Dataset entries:
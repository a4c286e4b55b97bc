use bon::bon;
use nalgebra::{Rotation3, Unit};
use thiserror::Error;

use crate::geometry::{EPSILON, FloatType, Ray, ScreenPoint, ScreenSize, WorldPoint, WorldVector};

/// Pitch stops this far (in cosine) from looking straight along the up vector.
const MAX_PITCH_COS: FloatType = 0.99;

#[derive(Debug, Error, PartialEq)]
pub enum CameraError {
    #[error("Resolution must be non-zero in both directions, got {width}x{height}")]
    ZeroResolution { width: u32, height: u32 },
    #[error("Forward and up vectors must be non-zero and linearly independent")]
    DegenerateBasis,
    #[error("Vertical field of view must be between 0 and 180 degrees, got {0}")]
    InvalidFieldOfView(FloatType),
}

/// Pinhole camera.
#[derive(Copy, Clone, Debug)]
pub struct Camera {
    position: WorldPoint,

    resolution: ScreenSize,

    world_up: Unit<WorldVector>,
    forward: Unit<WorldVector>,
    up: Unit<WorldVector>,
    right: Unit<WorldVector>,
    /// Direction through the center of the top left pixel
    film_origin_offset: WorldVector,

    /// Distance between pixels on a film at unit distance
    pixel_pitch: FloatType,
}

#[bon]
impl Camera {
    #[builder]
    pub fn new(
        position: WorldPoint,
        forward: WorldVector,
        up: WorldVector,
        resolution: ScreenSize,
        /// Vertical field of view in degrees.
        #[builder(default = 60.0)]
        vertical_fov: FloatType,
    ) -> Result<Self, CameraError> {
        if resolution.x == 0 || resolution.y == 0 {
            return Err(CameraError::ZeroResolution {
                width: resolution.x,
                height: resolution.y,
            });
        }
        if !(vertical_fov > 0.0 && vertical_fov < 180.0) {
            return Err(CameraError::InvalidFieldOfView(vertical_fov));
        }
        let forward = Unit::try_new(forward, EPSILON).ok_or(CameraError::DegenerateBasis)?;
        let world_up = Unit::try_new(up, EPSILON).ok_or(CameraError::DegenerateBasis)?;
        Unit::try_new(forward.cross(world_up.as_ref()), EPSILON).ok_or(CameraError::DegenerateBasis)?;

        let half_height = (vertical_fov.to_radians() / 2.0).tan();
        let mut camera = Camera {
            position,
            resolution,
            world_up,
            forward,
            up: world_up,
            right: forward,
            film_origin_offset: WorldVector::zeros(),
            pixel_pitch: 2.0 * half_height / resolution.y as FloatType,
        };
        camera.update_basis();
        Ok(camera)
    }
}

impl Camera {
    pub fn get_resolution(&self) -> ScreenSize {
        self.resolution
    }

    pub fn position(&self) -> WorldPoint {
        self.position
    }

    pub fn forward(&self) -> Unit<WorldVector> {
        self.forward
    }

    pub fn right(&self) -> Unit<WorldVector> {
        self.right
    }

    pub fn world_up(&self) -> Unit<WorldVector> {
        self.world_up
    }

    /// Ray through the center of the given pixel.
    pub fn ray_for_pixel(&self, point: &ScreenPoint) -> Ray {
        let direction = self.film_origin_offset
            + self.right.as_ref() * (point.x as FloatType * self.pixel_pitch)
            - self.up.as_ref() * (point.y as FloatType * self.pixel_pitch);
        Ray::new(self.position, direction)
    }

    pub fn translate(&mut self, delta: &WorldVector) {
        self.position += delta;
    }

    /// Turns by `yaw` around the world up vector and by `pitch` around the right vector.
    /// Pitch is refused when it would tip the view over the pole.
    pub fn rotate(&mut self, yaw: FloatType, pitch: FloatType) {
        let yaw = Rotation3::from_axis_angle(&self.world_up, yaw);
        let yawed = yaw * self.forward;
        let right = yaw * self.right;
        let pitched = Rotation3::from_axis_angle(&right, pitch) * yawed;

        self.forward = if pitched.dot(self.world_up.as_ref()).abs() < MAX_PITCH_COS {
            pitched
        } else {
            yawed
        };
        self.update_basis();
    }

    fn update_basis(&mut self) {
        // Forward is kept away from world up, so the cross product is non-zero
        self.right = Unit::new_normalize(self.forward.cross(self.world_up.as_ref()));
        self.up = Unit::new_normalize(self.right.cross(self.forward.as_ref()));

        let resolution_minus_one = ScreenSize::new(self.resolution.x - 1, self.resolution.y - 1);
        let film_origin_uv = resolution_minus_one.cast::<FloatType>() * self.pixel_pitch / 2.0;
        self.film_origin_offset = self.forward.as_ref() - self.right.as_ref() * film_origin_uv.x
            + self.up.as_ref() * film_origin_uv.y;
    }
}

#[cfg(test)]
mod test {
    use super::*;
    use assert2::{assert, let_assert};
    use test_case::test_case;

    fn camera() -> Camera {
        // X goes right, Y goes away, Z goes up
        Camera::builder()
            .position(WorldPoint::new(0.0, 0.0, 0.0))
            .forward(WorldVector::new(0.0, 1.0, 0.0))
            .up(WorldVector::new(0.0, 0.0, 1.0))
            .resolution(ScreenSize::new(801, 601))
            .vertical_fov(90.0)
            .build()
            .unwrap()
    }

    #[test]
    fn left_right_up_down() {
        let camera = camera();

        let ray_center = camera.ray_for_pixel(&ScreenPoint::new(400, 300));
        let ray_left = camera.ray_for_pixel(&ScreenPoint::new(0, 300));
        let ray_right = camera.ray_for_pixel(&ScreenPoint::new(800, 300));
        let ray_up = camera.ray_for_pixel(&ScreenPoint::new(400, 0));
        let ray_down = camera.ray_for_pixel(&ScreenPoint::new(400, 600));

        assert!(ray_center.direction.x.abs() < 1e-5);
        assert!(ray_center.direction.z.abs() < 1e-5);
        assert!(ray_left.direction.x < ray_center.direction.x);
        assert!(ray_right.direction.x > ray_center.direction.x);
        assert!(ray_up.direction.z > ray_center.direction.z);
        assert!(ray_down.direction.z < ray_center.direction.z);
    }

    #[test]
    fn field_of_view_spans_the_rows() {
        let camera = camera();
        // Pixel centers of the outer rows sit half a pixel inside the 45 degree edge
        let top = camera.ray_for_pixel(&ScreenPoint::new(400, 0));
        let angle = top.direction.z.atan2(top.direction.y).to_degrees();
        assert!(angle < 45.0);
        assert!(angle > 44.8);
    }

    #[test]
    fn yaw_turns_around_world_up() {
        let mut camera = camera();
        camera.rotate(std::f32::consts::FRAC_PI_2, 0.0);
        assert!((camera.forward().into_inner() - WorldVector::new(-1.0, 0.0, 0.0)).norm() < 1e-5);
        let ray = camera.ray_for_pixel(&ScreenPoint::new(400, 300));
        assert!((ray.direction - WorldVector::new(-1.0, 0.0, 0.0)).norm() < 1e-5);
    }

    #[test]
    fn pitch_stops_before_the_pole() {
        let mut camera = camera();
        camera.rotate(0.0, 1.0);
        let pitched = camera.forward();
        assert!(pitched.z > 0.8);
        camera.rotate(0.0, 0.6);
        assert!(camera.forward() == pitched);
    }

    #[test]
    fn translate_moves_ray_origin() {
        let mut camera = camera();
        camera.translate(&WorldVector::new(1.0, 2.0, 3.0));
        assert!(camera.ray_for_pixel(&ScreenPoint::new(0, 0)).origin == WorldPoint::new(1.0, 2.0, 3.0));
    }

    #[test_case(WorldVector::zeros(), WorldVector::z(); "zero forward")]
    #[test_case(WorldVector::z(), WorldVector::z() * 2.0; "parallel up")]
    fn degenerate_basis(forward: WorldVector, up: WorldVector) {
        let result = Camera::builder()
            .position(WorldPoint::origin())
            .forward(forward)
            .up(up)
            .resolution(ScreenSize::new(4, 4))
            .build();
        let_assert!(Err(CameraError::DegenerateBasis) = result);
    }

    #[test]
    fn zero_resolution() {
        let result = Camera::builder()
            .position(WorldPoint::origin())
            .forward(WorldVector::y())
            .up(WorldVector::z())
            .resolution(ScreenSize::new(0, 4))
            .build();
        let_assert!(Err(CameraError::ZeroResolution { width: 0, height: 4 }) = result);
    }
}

...

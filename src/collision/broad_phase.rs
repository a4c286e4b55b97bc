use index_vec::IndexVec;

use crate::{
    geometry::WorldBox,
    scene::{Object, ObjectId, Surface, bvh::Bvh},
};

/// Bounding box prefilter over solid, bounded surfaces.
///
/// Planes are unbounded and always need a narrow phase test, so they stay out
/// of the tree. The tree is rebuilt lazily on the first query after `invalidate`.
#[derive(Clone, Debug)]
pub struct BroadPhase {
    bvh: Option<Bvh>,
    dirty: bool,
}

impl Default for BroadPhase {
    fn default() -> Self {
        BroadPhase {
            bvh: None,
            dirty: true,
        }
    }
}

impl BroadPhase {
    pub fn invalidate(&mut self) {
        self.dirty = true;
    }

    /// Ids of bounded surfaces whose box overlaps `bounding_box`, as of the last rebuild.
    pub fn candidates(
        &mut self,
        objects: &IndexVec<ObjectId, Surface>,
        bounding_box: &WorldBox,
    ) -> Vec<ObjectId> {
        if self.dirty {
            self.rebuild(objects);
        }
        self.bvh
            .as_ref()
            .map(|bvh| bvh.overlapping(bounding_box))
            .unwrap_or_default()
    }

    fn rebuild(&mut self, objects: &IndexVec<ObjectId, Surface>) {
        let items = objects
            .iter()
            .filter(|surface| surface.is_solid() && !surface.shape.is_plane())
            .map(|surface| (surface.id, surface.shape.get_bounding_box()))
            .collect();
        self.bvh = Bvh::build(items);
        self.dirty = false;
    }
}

* * *

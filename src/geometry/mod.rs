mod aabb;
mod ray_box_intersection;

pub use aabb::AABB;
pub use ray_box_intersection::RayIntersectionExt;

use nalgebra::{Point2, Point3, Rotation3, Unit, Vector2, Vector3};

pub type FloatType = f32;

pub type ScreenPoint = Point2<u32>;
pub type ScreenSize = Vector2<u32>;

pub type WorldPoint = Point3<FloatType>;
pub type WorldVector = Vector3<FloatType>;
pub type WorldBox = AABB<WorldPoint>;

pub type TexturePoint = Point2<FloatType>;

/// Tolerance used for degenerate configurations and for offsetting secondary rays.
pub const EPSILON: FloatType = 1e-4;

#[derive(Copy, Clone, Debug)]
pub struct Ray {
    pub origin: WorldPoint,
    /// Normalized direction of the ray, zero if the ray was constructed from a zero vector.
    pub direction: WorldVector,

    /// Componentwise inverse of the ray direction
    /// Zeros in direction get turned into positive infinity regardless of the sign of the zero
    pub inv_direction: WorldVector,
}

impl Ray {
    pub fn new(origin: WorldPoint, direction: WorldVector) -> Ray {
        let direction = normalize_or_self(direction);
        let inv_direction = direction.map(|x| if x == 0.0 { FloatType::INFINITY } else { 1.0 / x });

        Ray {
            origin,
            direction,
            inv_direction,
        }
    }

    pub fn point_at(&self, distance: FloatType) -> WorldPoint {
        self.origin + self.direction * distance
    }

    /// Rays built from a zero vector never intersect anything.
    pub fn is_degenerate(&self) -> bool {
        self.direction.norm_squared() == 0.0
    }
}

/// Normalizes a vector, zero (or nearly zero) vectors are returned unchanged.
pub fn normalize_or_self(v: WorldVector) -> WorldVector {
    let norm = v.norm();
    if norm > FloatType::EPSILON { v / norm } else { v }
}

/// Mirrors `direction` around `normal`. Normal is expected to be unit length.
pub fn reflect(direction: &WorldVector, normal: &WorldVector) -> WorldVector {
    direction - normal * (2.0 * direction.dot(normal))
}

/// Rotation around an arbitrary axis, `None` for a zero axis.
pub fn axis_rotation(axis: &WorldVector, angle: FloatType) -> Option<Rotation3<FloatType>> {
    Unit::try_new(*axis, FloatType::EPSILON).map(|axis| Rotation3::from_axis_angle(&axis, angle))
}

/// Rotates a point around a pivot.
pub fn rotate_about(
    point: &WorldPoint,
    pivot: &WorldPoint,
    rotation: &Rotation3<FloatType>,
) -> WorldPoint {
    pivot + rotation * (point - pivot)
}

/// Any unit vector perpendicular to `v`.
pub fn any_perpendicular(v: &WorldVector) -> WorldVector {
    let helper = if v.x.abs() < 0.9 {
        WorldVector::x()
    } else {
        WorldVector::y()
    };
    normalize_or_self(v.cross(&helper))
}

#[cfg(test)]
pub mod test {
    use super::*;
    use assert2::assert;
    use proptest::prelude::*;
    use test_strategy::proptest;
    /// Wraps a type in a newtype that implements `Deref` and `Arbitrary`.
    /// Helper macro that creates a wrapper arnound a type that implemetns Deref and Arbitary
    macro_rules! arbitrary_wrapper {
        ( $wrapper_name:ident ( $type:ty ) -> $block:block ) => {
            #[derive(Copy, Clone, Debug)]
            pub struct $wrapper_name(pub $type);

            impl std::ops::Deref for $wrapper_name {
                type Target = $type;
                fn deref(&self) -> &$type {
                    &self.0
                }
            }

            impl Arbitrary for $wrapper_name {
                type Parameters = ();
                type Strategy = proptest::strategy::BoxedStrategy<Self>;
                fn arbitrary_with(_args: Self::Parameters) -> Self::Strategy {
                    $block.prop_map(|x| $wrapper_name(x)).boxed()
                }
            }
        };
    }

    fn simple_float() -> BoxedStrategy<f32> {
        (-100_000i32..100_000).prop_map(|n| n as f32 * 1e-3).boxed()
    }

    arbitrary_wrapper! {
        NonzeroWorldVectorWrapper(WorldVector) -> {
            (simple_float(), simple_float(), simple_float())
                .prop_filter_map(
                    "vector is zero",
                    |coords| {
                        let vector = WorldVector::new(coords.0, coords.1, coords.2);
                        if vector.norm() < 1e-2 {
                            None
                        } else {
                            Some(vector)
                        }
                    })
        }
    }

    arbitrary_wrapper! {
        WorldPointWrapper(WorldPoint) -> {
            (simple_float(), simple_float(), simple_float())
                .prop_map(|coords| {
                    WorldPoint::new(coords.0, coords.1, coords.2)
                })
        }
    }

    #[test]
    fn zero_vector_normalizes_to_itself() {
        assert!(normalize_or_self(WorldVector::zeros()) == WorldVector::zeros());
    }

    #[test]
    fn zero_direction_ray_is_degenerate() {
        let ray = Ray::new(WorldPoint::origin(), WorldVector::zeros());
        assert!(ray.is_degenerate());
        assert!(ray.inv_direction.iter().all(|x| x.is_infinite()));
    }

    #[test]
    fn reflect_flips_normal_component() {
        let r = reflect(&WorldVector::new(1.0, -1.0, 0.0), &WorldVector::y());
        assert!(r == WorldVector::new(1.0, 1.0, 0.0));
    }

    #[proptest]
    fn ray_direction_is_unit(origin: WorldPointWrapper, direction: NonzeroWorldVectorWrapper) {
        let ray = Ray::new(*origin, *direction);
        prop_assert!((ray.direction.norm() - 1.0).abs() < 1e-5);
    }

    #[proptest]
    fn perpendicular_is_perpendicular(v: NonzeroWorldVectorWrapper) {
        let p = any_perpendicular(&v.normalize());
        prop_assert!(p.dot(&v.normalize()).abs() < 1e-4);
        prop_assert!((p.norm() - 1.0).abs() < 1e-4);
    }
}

Problem to solve:
Extract each line holding the word "cross" from the records.

Exercise output:
        Unit::try_new(forward.cross(world_up.as_ref()), EPSILON).ok_or(CameraError::DegenerateBasis)?;
        // Forward is kept away from world up, so the cross product is non-zero
        self.right = Unit::new_normalize(self.forward.cross(self.world_up.as_ref()));
        self.up = Unit::new_normalize(self.right.cross(self.forward.as_ref()));
    normalize_or_self(v.cross(&helper))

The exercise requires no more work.